**About this task:**
Output nothing but the lines from the first line of the entries to the line with "pub fn is_empty(&self)", inclusive, exactly as they read.

**Material shown:**
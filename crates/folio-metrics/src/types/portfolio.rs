//! Portfolio container.

use super::{Asset, MetricsConfig};
use crate::analytics::MetricsReport;
use serde::{Deserialize, Serialize};

/// An ordered sequence of assets.
///
/// May be empty. Order matters only for tie-breaking between equally
/// performing assets.
#[derive(Debug, Clone, Default, PartialEq, Serialize, Deserialize)]
pub struct Portfolio {
    /// Display name.
    #[serde(default)]
    pub name: String,

    /// Holdings in input order.
    #[serde(default)]
    pub assets: Vec<Asset>,
}

impl Portfolio {
    /// Creates an empty portfolio with the given name.
    #[must_use]
    pub fn new(name: impl Into<String>) -> Self {
        Self {
            name: name.into(),
            assets: Vec::new(),
        }
    }

    /// Adds an asset.
    #[must_use]
    pub fn with_asset(mut self, asset: Asset) -> Self {
        self.assets.push(asset);
        self
    }

    /// Adds multiple assets.
    #[must_use]
    pub fn with_assets(mut self, assets: impl IntoIterator<Item = Asset>) -> Self {
        self.assets.extend(assets);
        self
    }

    /// Returns the number of assets.
    #[must_use]
    pub fn asset_count(&self) -> usize {
        self.assets.len()
    }

    /// Returns true if the portfolio has no assets.
    #[must_use]
    pub fn is_empty(&self) -> bool {
        self.assets.is_empty()
    }

    /// Calculates the metrics report for this portfolio.
    #[must_use]
    pub fn metrics(&self, config: &MetricsConfig) -> MetricsReport {
        MetricsReport::calculate(&self.assets, config)
    }
}

impl From<Vec<Asset>> for Portfolio {
    fn from(assets: Vec<Asset>) -> Self {
        Self {
            name: String::new(),
            assets,
        }
    }
}
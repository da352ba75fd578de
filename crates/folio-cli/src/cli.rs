//! CLI argument definitions.

use clap::{Parser, Subcommand, ValueEnum};

use crate::commands::{MetricsArgs, SampleArgs};

/// Folio - Portfolio performance metrics CLI
#[derive(Parser)]
#[command(name = "folio")]
#[command(author, version, about, long_about = None)]
#[command(propagate_version = true)]
pub struct Cli {
    /// Output format
    #[arg(short, long, value_enum, default_value = "table", global = true)]
    pub format: OutputFormat,

    /// Suppress non-essential output
    #[arg(short, long, global = true)]
    pub quiet: bool,

    /// Enable verbose logging (stderr)
    #[arg(short, long, global = true)]
    pub verbose: bool,

    #[command(subcommand)]
    pub command: Commands,
}

/// Available commands
#[derive(Subcommand)]
pub enum Commands {
    /// Calculate performance metrics for a portfolio
    Metrics(MetricsArgs),

    /// Print the built-in sample portfolio
    Sample(SampleArgs),
}

/// Output format options
#[derive(Debug, Clone, Copy, PartialEq, Eq, Default, ValueEnum)]
pub enum OutputFormat {
    /// Human-readable table format
    #[default]
    Table,
    /// JSON format
    Json,
    /// CSV format
    Csv,
    /// Minimal output (one summary line)
    Minimal,
}
// Roster model: the fixed, ordered set of position slots a match is played with.
//
// A roster is built once from a format template and afterwards only changes
// occupancy. Stored rosters carry a schema version; anything older or shaped
// differently goes through `normalize` exactly once.

use std::collections::HashSet;

use serde::{Deserialize, Serialize};
use serde_json::{Map, Value};

use crate::error::CoreError;

pub const ROSTER_SCHEMA_VERSION: u32 = 1;
pub const RESERVE_POSITION: &str = "RES";
pub const MAX_RESERVES: usize = 5;
pub const MAX_PREFERENCES: usize = 3;

#[derive(Debug, Clone, Copy, PartialEq, Eq, Hash, PartialOrd, Ord, Serialize, Deserialize)]
pub enum Side {
    A,
    B,
}

impl Side {
    pub fn from_str_name(s: &str) -> Option<Self> {
        match s.trim().to_ascii_uppercase().as_str() {
            "A" | "TEAMA" | "TEAM_A" | "HOME" => Some(Side::A),
            "B" | "TEAMB" | "TEAM_B" | "AWAY" => Some(Side::B),
            _ => None,
        }
    }

    pub fn as_str(self) -> &'static str {
        match self {
            Side::A => "A",
            Side::B => "B",
        }
    }

    pub fn opposite(self) -> Self {
        match self {
            Side::A => Side::B,
            Side::B => Side::A,
        }
    }
}

/// Match formats with a position template per side.
#[derive(Debug, Clone, Copy, PartialEq, Eq, Serialize, Deserialize)]
pub enum MatchFormat {
    #[serde(rename = "5v5")]
    FiveASide,
    #[serde(rename = "7v7")]
    SevenASide,
    #[serde(rename = "11v11")]
    ElevenASide,
}

impl MatchFormat {
    pub fn from_str_name(s: &str) -> Option<Self> {
        match s {
            "5v5" | "5-a-side" => Some(Self::FiveASide),
            "7v7" | "7-a-side" => Some(Self::SevenASide),
            "11v11" | "11-a-side" => Some(Self::ElevenASide),
            _ => None,
        }
    }

    pub fn as_str(self) -> &'static str {
        match self {
            Self::FiveASide => "5v5",
            Self::SevenASide => "7v7",
            Self::ElevenASide => "11v11",
        }
    }

    /// Named positions for one side, in display order.
    pub fn positions(self) -> &'static [&'static str] {
        match self {
            Self::FiveASide => &["GK", "DEF", "LM", "RM", "ST"],
            Self::SevenASide => &["GK", "LB", "CB", "RB", "LM", "RM", "ST"],
            Self::ElevenASide => &[
                "GK", "LB", "LCB", "RCB", "RB", "LM", "LCM", "RCM", "RM", "LST", "RST",
            ],
        }
    }
}

#[derive(Debug, Clone, PartialEq, Eq, Serialize, Deserialize)]
pub struct Slot {
    pub team: Side,
    pub position: String,
    pub occupant: Option<i64>,
}

impl Slot {
    fn new(team: Side, position: &str) -> Self {
        Self {
            team,
            position: position.to_string(),
            occupant: None,
        }
    }

    pub fn is_reserve(&self) -> bool {
        self.position == RESERVE_POSITION
    }
}

/// Where a player ended up after a successful join.
#[derive(Debug, Clone, PartialEq, Eq, Serialize, Deserialize)]
pub struct Placement {
    pub position: String,
    pub team: Side,
}

impl From<&Slot> for Placement {
    fn from(slot: &Slot) -> Self {
        Self {
            position: slot.position.clone(),
            team: slot.team,
        }
    }
}

#[derive(Debug, Clone, PartialEq, Eq, Serialize, Deserialize)]
pub struct Roster {
    pub version: u32,
    pub slots: Vec<Slot>,
}

impl Roster {
    /// Build the empty roster for a format: the named positions for side A,
    /// its reserves, then the same for side B.
    pub fn from_template(format: MatchFormat, reserves: usize) -> Self {
        let reserves = reserves.min(MAX_RESERVES);
        let mut slots = Vec::with_capacity((format.positions().len() + reserves) * 2);
        for side in [Side::A, Side::B] {
            slots.extend(format.positions().iter().map(|p| Slot::new(side, p)));
            slots.extend((0..reserves).map(|_| Slot::new(side, RESERVE_POSITION)));
        }
        Self {
            version: ROSTER_SCHEMA_VERSION,
            slots,
        }
    }

    /// Index of the slot the player currently occupies.
    pub fn slot_of(&self, player_id: i64) -> Option<usize> {
        self.slots
            .iter()
            .position(|s| s.occupant == Some(player_id))
    }

    pub fn occupants(&self, side: Side) -> Vec<i64> {
        self.slots
            .iter()
            .filter(|s| s.team == side)
            .filter_map(|s| s.occupant)
            .collect()
    }

    /// Occupants of one side together with the position each one holds.
    pub fn lineup(&self, side: Side) -> Vec<(i64, &str)> {
        self.slots
            .iter()
            .filter(|s| s.team == side)
            .filter_map(|s| s.occupant.map(|p| (p, s.position.as_str())))
            .collect()
    }

    pub fn has_position(&self, position: &str, team: Option<Side>) -> bool {
        self.slots
            .iter()
            .any(|s| s.position == position && team.map_or(true, |t| s.team == t))
    }

    /// First free slot matching the position (and the side, when given).
    pub fn find_free(&self, position: &str, team: Option<Side>) -> Option<usize> {
        self.slots.iter().position(|s| {
            s.occupant.is_none() && s.position == position && team.map_or(true, |t| s.team == t)
        })
    }

    /// Pick a slot for a join request without mutating anything.
    ///
    /// An explicit position must match exactly. Otherwise the ranked
    /// preferences are scanned in order and the first one with any free slot
    /// wins.
    pub fn select_slot(
        &self,
        desired_position: Option<&str>,
        desired_team: Option<Side>,
        preferences: &[String],
    ) -> Result<usize, CoreError> {
        if let Some(raw) = desired_position {
            let position = normalize_position(raw);
            if !self.has_position(&position, desired_team) {
                return Err(CoreError::invalid(format!(
                    "position {position} does not exist in this match"
                )));
            }
            return self
                .find_free(&position, desired_team)
                .ok_or(CoreError::SlotTaken);
        }

        preferences
            .iter()
            .take(MAX_PREFERENCES)
            .find_map(|pref| self.find_free(&normalize_position(pref), desired_team))
            .ok_or(CoreError::NoPreferredSlotOpen)
    }

    /// Put the player into the slot at `idx`. Fails if someone else holds it.
    pub fn place(&mut self, idx: usize, player_id: i64) -> Result<(), CoreError> {
        let slot = self
            .slots
            .get_mut(idx)
            .ok_or_else(|| CoreError::invalid("slot index out of range"))?;
        match slot.occupant {
            Some(current) if current == player_id => Ok(()),
            Some(_) => Err(CoreError::SlotTaken),
            None => {
                slot.occupant = Some(player_id);
                Ok(())
            }
        }
    }

    /// Clear every slot held by the player. Returns how many were cleared.
    pub fn vacate(&mut self, player_id: i64) -> usize {
        let mut cleared = 0;
        for slot in &mut self.slots {
            if slot.occupant == Some(player_id) {
                slot.occupant = None;
                cleared += 1;
            }
        }
        cleared
    }

    /// No player occupies more than one slot.
    pub fn is_consistent(&self) -> bool {
        let mut seen = HashSet::new();
        self.slots
            .iter()
            .filter_map(|s| s.occupant)
            .all(|p| seen.insert(p))
    }

    pub fn to_json(&self) -> String {
        serde_json::to_string(self).unwrap_or_else(|_| "{\"version\":1,\"slots\":[]}".to_string())
    }

    /// Parse a stored roster. Canonical documents are taken as they are;
    /// anything else goes through `normalize`.
    pub fn parse(raw: &str, format: Option<MatchFormat>) -> Result<Self, CoreError> {
        if let Ok(roster) = serde_json::from_str::<Roster>(raw) {
            if roster.version == ROSTER_SCHEMA_VERSION && roster.is_consistent() {
                return Ok(roster);
            }
        }
        let value: Value = serde_json::from_str(raw)
            .map_err(|e| CoreError::Internal(format!("unreadable roster document: {e}")))?;
        normalize(&value, format)
    }

    /// True when the stored text is already in canonical form.
    pub fn is_canonical(raw: &str) -> bool {
        matches!(
            serde_json::from_str::<Roster>(raw),
            Ok(r) if r.version == ROSTER_SCHEMA_VERSION && r.is_consistent()
        )
    }
}

pub fn normalize_position(raw: &str) -> String {
    let p = raw.trim().to_ascii_uppercase();
    match p.as_str() {
        "" | "RESERVE" | "RESERVES" | "SUB" | "SUBS" | "SUBSTITUTES" | "BENCH" => {
            RESERVE_POSITION.to_string()
        }
        _ => p,
    }
}

// ── Legacy normalization ─────────────────────────────────────────────

const OCCUPANT_KEYS: [&str; 6] = ["occupant", "occupantId", "occupant_id", "playerId", "player_id", "player"];
const POSITION_KEYS: [&str; 2] = ["position", "pos"];
const SIDE_KEYS: [&str; 2] = ["team", "side"];

/// One entry pulled out of a legacy document before sides are settled.
struct LooseSlot {
    team: Option<Side>,
    position: Option<String>,
    occupant: Option<i64>,
}

fn unplaceable(what: impl std::fmt::Display) -> CoreError {
    CoreError::Internal(format!("cannot place roster entry {what}"))
}

fn occupant_from(value: &Value) -> Result<Option<i64>, CoreError> {
    match value {
        Value::Null => Ok(None),
        Value::Number(n) => n.as_i64().map(Some).ok_or_else(|| unplaceable(value)),
        Value::String(s) if s.trim().is_empty() => Ok(None),
        Value::String(s) => s.trim().parse().map(Some).map_err(|_| unplaceable(value)),
        // A nested player record
        Value::Object(map) => match ["id", "playerId", "player_id", "occupantId", "occupant_id", "occupant"]
            .iter()
            .find_map(|k| map.get(*k))
        {
            Some(inner) => occupant_from(inner),
            None => Err(unplaceable(value)),
        },
        _ => Err(unplaceable(value)),
    }
}
// Database access layer (SQLite via sqlx).
//
// Pool-level methods on `Database` are for plain reads and setup. Functions
// taking `&mut SqliteConnection` are the building blocks of the engine's
// transactions and must be called on the transaction's connection.

use std::str::FromStr;
use std::time::Duration;

use chrono::{DateTime, Utc};
use serde::{Deserialize, Serialize};
use sqlx::sqlite::{SqliteConnectOptions, SqlitePool, SqlitePoolOptions};
use sqlx::{Sqlite, SqliteConnection, Transaction};

use crate::roster::{MatchFormat, Roster};

pub type Tx = Transaction<'static, Sqlite>;

#[derive(Debug, Clone, Serialize, Deserialize, sqlx::FromRow)]
pub struct Team {
    pub id: i64,
    pub name: String,
    pub elo: i32,
    pub match_count: i32,
    pub win_streak: i32,
    pub loss_streak: i32,
    #[serde(skip_serializing)]
    pub reputation: i32,
    pub created_at: DateTime<Utc>,
}

#[derive(Debug, Clone, Serialize, Deserialize, sqlx::FromRow)]
pub struct TeamMember {
    pub team_id: i64,
    pub player_id: i64,
    pub role: String,
    pub active: bool,
}

impl TeamMember {
    pub fn is_elevated(&self) -> bool {
        self.active && (self.role == "owner" || self.role == "admin")
    }
}

#[derive(Debug, Clone, Serialize, Deserialize, sqlx::FromRow)]
pub struct MatchRow {
    pub id: i64,
    pub format: String,
    pub team_a_id: Option<i64>,
    pub team_b_id: Option<i64>,
    pub scheduled_at: DateTime<Utc>,
    #[serde(skip_serializing)]
    pub roster: String,
    pub roster_rev: i64,
    pub status: String,
    pub score_a: Option<i32>,
    pub score_b: Option<i32>,
    pub dispute_deadline: Option<DateTime<Utc>>,
    pub verified_at: Option<DateTime<Utc>>,
    pub created_at: DateTime<Utc>,
}

impl MatchRow {
    pub fn match_format(&self) -> Option<MatchFormat> {
        MatchFormat::from_str_name(&self.format)
    }

    pub fn parsed_roster(&self) -> Result<Roster, crate::error::CoreError> {
        Roster::parse(&self.roster, self.match_format())
    }
}

#[derive(Debug, Clone, Serialize, Deserialize, sqlx::FromRow)]
pub struct MatchReport {
    pub id: String,
    pub match_id: i64,
    pub team_id: i64,
    pub reporter_id: i64,
    pub reporter_role: String,
    pub score_a: i32,
    pub score_b: i32,
    /// Reported while the team's reputation was in the warning band.
    pub flagged: bool,
    pub created_at: DateTime<Utc>,
}

#[derive(Debug, Clone, Serialize, Deserialize, sqlx::FromRow)]
pub struct RatingHistoryEntry {
    pub id: String,
    pub team_id: i64,
    pub match_id: i64,
    pub opponent_id: i64,
    pub outcome: String,
    pub score_for: i32,
    pub score_against: i32,
    pub elo_before: i32,
    pub elo_after: i32,
    pub delta: i32,
    pub opponent_elo: i32,
    pub team_rating: f64,
    pub opponent_team_rating: f64,
    pub influence_factor: f64,
    pub adjusted_elo: f64,
    pub opponent_adjusted_elo: f64,
    pub expected: f64,
    pub consistency: f64,
    pub streak_factor: f64,
    pub k_factor: f64,
    pub created_at: DateTime<Utc>,
}

#[derive(Debug, Clone, Serialize, Deserialize, sqlx::FromRow)]
pub struct LeaderboardEntry {
    pub rank: i64,
    pub team_id: i64,
    pub name: String,
    pub elo: i32,
    pub match_count: i32,
}

#[derive(Debug, Clone, Serialize, Deserialize, sqlx::FromRow)]
pub struct ReputationEvent {
    pub id: i64,
    pub team_id: i64,
    pub match_id: Option<i64>,
    pub delta: i32,
    pub score_after: i32,
    pub reason: String,
    pub created_at: DateTime<Utc>,
}

#[derive(Debug, Clone, Default, Serialize, Deserialize)]
pub struct OutcomeCounts {
    pub wins: i64,
    pub draws: i64,
    pub losses: i64,
}

const TEAM_COLUMNS: &str =
    "id, name, elo, match_count, win_streak, loss_streak, reputation, created_at";
const MATCH_COLUMNS: &str = "id, format, team_a_id, team_b_id, scheduled_at, roster, roster_rev, status, score_a, score_b, dispute_deadline, verified_at, created_at";
const REPORT_COLUMNS: &str =
    "id, match_id, team_id, reporter_id, reporter_role, score_a, score_b, flagged, created_at";
const HISTORY_COLUMNS: &str = "id, team_id, match_id, opponent_id, outcome, score_for, score_against, elo_before, elo_after, delta, opponent_elo, team_rating, opponent_team_rating, influence_factor, adjusted_elo, opponent_adjusted_elo, expected, consistency, streak_factor, k_factor, created_at";

pub struct Database {
    pool: SqlitePool,
}
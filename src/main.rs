use std::sync::Arc;

use tower_http::cors::CorsLayer;
use tracing_subscriber::EnvFilter;

use pitchside_backend::config::Config;
use pitchside_backend::{api, db, metrics, verification};

#[tokio::main]
async fn main() {
    tracing_subscriber::fmt()
        .with_env_filter(
            EnvFilter::try_from_default_env()
                .unwrap_or_else(|_| EnvFilter::new("pitchside_backend=info,tower_http=info")),
        )
        .init();

    let config = Config::load();
    metrics::register_metrics();

    let db = db::Database::new(&config.database_url)
        .await
        .expect("Failed to initialize database");
    let db = Arc::new(db);

    match db.list_disputed_matches().await {
        Ok(open) => metrics::OPEN_DISPUTES.set(open.len() as i64),
        Err(e) => tracing::warn!("Could not count open disputes: {e}"),
    }

    let engine = Arc::new(config.engine.clone());
    verification::spawn_dispute_sweeper(db.clone(), engine.clone());

    let app = api::router(db, engine, config.jwt_secret.clone()).layer(CorsLayer::permissive());

    let addr = format!("0.0.0.0:{}", config.port);
    let listener = tokio::net::TcpListener::bind(&addr)
        .await
        .unwrap_or_else(|e| panic!("Failed to bind to {addr}: {e}"));

    tracing::info!(
        port = config.port,
        dispute_policy = ?config.engine.dispute.expiry_policy,
        "Pitchside backend listening"
    );
    axum::serve(listener, app)
        .await
        .expect("Failed to start server");
}
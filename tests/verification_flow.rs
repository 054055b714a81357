// Integration tests for report comparison, dispute resolution, and the
// rating/reputation side effects they trigger.

mod common;

use chrono::{Duration, Utc};

use common::{played_match, report, test_db, two_teams, OWNER_A, OWNER_B};
use pitchside_backend::allocator;
use pitchside_backend::config::{DisputeExpiryPolicy, EngineConfig};
use pitchside_backend::db::Database;
use pitchside_backend::error::{CoreError, ErrorKind};
use pitchside_backend::metrics;
use pitchside_backend::roster::{MatchFormat, Roster, Side};
use pitchside_backend::verification::{self, MatchStatus, ReportClaim, ResolveAction};

const REFEREE: i64 = 999;

#[tokio::test]
async fn test_agreeing_reports_verify_and_rate_once() {
    let db = test_db().await;
    let cfg = EngineConfig::default();
    let (a, b) = two_teams(&db).await;
    db.import_team_rating(a.id, 1000, 10, 2, 0).await.unwrap();
    db.import_team_rating(b.id, 1000, 10, 0, 0).await.unwrap();
    let m = played_match(&db, &a, &b).await;

    let first = report(&db, &cfg, OWNER_A, m.id, a.id, 3, 1).await.unwrap();
    assert_eq!(first.status, MatchStatus::Pending);
    assert!(first.ratings.is_empty());
    assert_eq!(
        db.get_match(m.id).await.unwrap().unwrap().status,
        "PENDING"
    );

    let second = report(&db, &cfg, OWNER_B, m.id, b.id, 3, 1).await.unwrap();
    assert_eq!(second.status, MatchStatus::Verified);
    assert_eq!(second.ratings.len(), 2);
    assert_eq!(second.ratings[0].computation.delta, 22);
    assert_eq!(second.ratings[1].computation.delta, -20);

    let a_after = db.get_team(a.id).await.unwrap().unwrap();
    let b_after = db.get_team(b.id).await.unwrap().unwrap();
    assert_eq!(a_after.elo, 1022);
    assert_eq!(b_after.elo, 980);
    assert_eq!(a_after.match_count, 11);
    assert_eq!(b_after.match_count, 11);
    assert_eq!((a_after.win_streak, a_after.loss_streak), (3, 0));
    assert_eq!((b_after.win_streak, b_after.loss_streak), (0, 1));

    let stored = db.get_match(m.id).await.unwrap().unwrap();
    assert_eq!(stored.status, "VERIFIED");
    assert_eq!((stored.score_a, stored.score_b), (Some(3), Some(1)));
    assert!(stored.verified_at.is_some());

    let history = db.history_for_match(m.id).await.unwrap();
    assert_eq!(history.len(), 2);
    let a_entry = history.iter().find(|h| h.team_id == a.id).unwrap();
    assert_eq!(a_entry.outcome, "win");
    assert_eq!((a_entry.elo_before, a_entry.elo_after), (1000, 1022));
    assert!((a_entry.streak_factor - 1.10).abs() < 1e-9);
    assert!((a_entry.expected - 0.5).abs() < 1e-9);
    assert_eq!(a_entry.k_factor, 40.0);

    // Reports are gone once the match is closed
    assert!(db.get_reports(m.id).await.unwrap().is_empty());

    // A terminal match accepts nothing further
    let err = report(&db, &cfg, OWNER_A, m.id, a.id, 3, 1).await.unwrap_err();
    assert_eq!(err.kind(), ErrorKind::Conflict);
}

**Response:**
filename crates/folio-metrics/src/types/portfolio.rs
//! Portfolio container.

use super::{Asset, MetricsConfig};
use crate::analytics::MetricsReport;
use serde::{Deserialize, Serialize};

/// An ordered sequence of assets.
///
/// May be empty. Order matters only for tie-breaking between equally
/// performing assets.
#[derive(Debug, Clone, Default, PartialEq, Serialize, Deserialize)]
pub struct Portfolio {
    /// Display name.
    #[serde(default)]
    pub name: String,

    /// Holdings in input order.
    #[serde(default)]
    pub assets: Vec<Asset>,
}

impl Portfolio {
    /// Creates an empty portfolio with the given name.
    #[must_use]
    pub fn new(name: impl Into<String>) -> Self {
        Self {
            name: name.into(),
            assets: Vec::new(),
        }
    }

    /// Adds an asset.
    #[must_use]
    pub fn with_asset(mut self, asset: Asset) -> Self {
        self.assets.push(asset);
        self
    }

    /// Adds multiple assets.
    #[must_use]
    pub fn with_assets(mut self, assets: impl IntoIterator<Item = Asset>) -> Self {
        self.assets.extend(assets);
        self
    }

    /// Returns the number of assets.
    #[must_use]
    pub fn asset_count(&self) -> usize {
        self.assets.len()
    }

    /// Returns true if the portfolio has no assets.
    #[must_use]
    pub fn is_empty(&self) -> bool {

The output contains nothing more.